Desde unos tres siglos, se registra una marcada tendencia cultural a cosificar la carne. Es decir, enmascarar su apariencia de tal modo que no se la pueda vincular con el animal del que procede. Este mecanismo se refuerza y reproduce en diversos ámbitos y maneras. Una mirada atenta a cómo se presenta la carne en el supermercado revela el esmero cosmético por presentar los pedazos de animales cada vez más trabajados, recortados y en prolijas bandejas. Desde niños nos inducen a escindir el pedazo de carne que nos ponen en el plato del manso y tierno novillito que nos mira con ojos tristones. Piénsese en la exitosísima película Madagascar. Uno de los motores narrativos es que el león Alex debe enfrentar su instinto asesino. En un momento en que ya está famélico siente el irrefrenable deseo de devorar su amigo Marty, la cebra, tal como ocurriría en la vida salvaje. Cuando el predador que lleva adentro se impone al humanizado león de zoológico y persigue al herbívoro, los directores hacen que la vea como una enorme chuleta en fuga: para comerlo no puede verlo como un animal. Todo esto forma parte de una tendencia más amplia que consiste en por un lado humanizar al animal y por otro animalizar al hombre.
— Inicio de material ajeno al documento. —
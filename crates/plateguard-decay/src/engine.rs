use tracing::debug;

use plateguard_core::config::DecayConfig;
use plateguard_core::errors::ConfigError;
use plateguard_core::models::{ScoreAxis, Timestamp, UserRecord, VehicleRecord};
use plateguard_core::traits::IScoreDecayPolicy;

use crate::policies::{MonthlyStepDecay, NoDecay};

/// Before/after of one decay application.
#[derive(Debug, Clone, Copy, PartialEq, Eq)]
pub struct DecayOutcome {
    pub axis: ScoreAxis,
    pub before: i64,
    pub after: i64,
}

impl DecayOutcome {
    pub fn changed(&self) -> bool {
        self.before != self.after
    }
}

/// Applies the configured decay policy to vehicle and user scores.
///
/// The update anchor (`last_score_update` / `last_icc_update`) only moves
/// when the score actually changes, so frequent applications do not reset
/// a partially elapsed period.
pub struct DecayEngine {
    policy: Box<dyn IScoreDecayPolicy>,
}

impl DecayEngine {
    /// Engine with the identity policy.
    pub fn new() -> Self {
        Self {
            policy: Box::new(NoDecay),
        }
    }

    /// Engine with a caller-supplied policy.
    pub fn with_policy(policy: Box<dyn IScoreDecayPolicy>) -> Self {
        Self { policy }
    }

    /// Engine for the policy named in config.
    pub fn from_config(config: &DecayConfig) -> Result<Self, ConfigError> {
        match config.policy.as_str() {
            "none" => Ok(Self::new()),
            "monthly_step" if config.points_per_month > 0 => Ok(Self::with_policy(Box::new(
                MonthlyStepDecay::new(config.points_per_month),
            ))),
            "monthly_step" => Err(ConfigError::ValidationFailed {
                field: "decay.points_per_month".to_string(),
                message: "must be greater than 0 for the monthly_step policy".to_string(),
            }),
            other => Err(ConfigError::ValidationFailed {
                field: "decay.policy".to_string(),
                message: format!("unknown policy '{other}'"),
            }),
        }
    }

    pub fn policy_name(&self) -> &str {
        self.policy.name()
    }

    /// Decayed value without touching any record.
    pub fn calculate(
        &self,
        axis: ScoreAxis,
        score: i64,
        last_update: Timestamp,
        now: Timestamp,
    ) -> i64 {
        if now <= last_update {
            return score;
        }
        self.policy.decay(axis, score, last_update, now)
    }

    /// Decay a vehicle's Plate Score in place.
    pub fn apply_to_vehicle(&self, vehicle: &mut VehicleRecord, now: Timestamp) -> DecayOutcome {
        let before = vehicle.score;
        let after = self.calculate(ScoreAxis::Plate, before, vehicle.last_score_update, now);
        if after != before {
            vehicle.score = after;
            vehicle.last_score_update = now;
            debug!(
                plate = %vehicle.plate,
                before,
                after,
                policy = self.policy_name(),
                "plate score decayed"
            );
        }
        DecayOutcome {
            axis: ScoreAxis::Plate,
            before,
            after,
        }
    }

    /// Decay a user's ICC in place.
    pub fn apply_to_user(&self, user: &mut UserRecord, now: Timestamp) -> DecayOutcome {
        let before = user.icc;
        let after = self.calculate(ScoreAxis::Icc, before, user.last_icc_update, now);
        if after != before {
            user.icc = after;
            user.last_icc_update = now;
            debug!(user_id = %user.id, before, after, policy = self.policy_name(), "icc decayed");
        }
        DecayOutcome {
            axis: ScoreAxis::Icc,
            before,
            after,
        }
    }
}

impl Default for DecayEngine {
    fn default() -> Self {
        Self::new()
    }
}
Mucha gente que consume con gusto hamburguesas, embutidos, albóndigas, fiambres o milanesas no soportaría en su plato trozos de carne con restos de plumas o pelos. Ni hablar si llega con su cabeza, sus patas o sus ojos. La razón es sencilla: tales elementos hacen imposible pensar la carne como una cosa, distorsiona el engaño cosificador y altera la clasificación con la que pensamos la comida. En tal caso, se deja de verlo como una cosa, para verlo como lo que verdaderamente es: un cadáver.
Claro que las clasificaciones alimentarias, que el centenario Lévi-Strauss veía como buenas para pensar, no sólo atañen a la carne. Llamar a las cosas por su nombre nos puede meter en problemas. Retomando un viejo chiste de Harris, si al yogurt lo percibiéramos como una secreción glandular sembrada de bacterias, a los champiñones como organismos micóticos parasitarios, a la sal como piedra molida y al caviar como óvulos de un bicho escualiforme, no sólo le daríamos una nueva dimensión a nuestra naturaleza omnívora, sino que pensaríamos dos veces antes de llevarnos a la boca estos alimentos y tres en pagar por ellos lo que nos cobran.